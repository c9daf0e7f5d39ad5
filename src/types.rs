// Core pixel containers shared by the raster, filter and icon modules.

use crate::color::Color;
use image::{Rgba, RgbaImage};

/// One RGBA layer. Every layer of an icon has the canvas dimensions.
#[derive(Clone, Debug, PartialEq)]
pub struct Canvas {
    pub width: usize,     // pixels per row
    pub height: usize,    // rows
    pub pixels: Vec<u32>, // each entry is 0xAARRGGBB, straight alpha
}

impl Canvas {
    /// Fully transparent layer.
    pub fn new(width: usize, height: usize) -> Self {
        Self::filled(width, height, Color::TRANSPARENT)
    }

    pub fn filled(width: usize, height: usize, color: Color) -> Self {
        Self { width, height, pixels: vec![color.to_argb(); width * height] }
    }

    #[inline]
    pub fn same_size(&self, other: &Canvas) -> bool {
        self.width == other.width && self.height == other.height
    }

    #[inline]
    pub fn get(&self, x: usize, y: usize) -> Color {
        Color::from_argb(self.pixels[y * self.width + x])
    }

    #[inline]
    pub fn set(&mut self, x: usize, y: usize, color: Color) {
        self.pixels[y * self.width + x] = color.to_argb();
    }

    pub fn into_image(self) -> RgbaImage {
        let mut img = RgbaImage::new(self.width as u32, self.height as u32);
        for (px, &argb) in img.pixels_mut().zip(self.pixels.iter()) {
            let c = Color::from_argb(argb);
            *px = Rgba([c.r, c.g, c.b, c.a]);
        }
        img
    }
}

/// Single-channel coverage in 0..=255; 255 = keep, 0 = clip away.
#[derive(Clone, Debug, PartialEq)]
pub struct Mask {
    pub width: usize,
    pub height: usize,
    pub alpha: Vec<u8>, // length = width * height
}

impl Mask {
    pub fn new(width: usize, height: usize) -> Self {
        Self { width, height, alpha: vec![0; width * height] }
    }

    #[inline]
    pub fn get(&self, x: usize, y: usize) -> u8 {
        self.alpha[y * self.width + x]
    }
}

#[cfg(test)]
mod tests {
    use super::*;

    #[test]
    fn new_canvas_is_transparent() {
        let c = Canvas::new(4, 3);
        assert_eq!(c.pixels.len(), 12);
        assert!(c.pixels.iter().all(|&p| p == 0));
    }

    #[test]
    fn into_image_keeps_channel_order() {
        let mut c = Canvas::new(2, 2);
        c.set(1, 0, Color::rgba(10, 20, 30, 40));
        let img = c.into_image();
        assert_eq!(img.dimensions(), (2, 2));
        assert_eq!(img.get_pixel(1, 0).0, [10, 20, 30, 40]);
        assert_eq!(img.get_pixel(0, 1).0, [0, 0, 0, 0]);
    }
}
───
### Action item
With the line containing "pub struct Mask" as the start and the last line of the material above as the end, copy that run of lines exactly, both ends included, and nothing more.

### Final answer
pub struct Mask {
    pub width: usize,
    pub height: usize,
    pub alpha: Vec<u8>, // length = width * height
}

impl Mask {
    pub fn new(width: usize, height: usize) -> Self {
        Self { width, height, alpha: vec![0; width * height] }
    }

    #[inline]
    pub fn get(&self, x: usize, y: usize) -> u8 {
        self.alpha[y * self.width + x]
    }
}

#[cfg(test)]
mod tests {
    use super::*;

    #[test]
    fn new_canvas_is_transparent() {
        let c = Canvas::new(4, 3);
        assert_eq!(c.pixels.len(), 12);
        assert!(c.pixels.iter().all(|&p| p == 0));
    }

    #[test]
    fn into_image_keeps_channel_order() {
        let mut c = Canvas::new(2, 2);
        c.set(1, 0, Color::rgba(10, 20, 30, 40));
        let img = c.into_image();
        assert_eq!(img.dimensions(), (2, 2));
        assert_eq!(img.get_pixel(1, 0).0, [10, 20, 30, 40]);
        assert_eq!(img.get_pixel(0, 1).0, [0, 0, 0, 0]);
    }
}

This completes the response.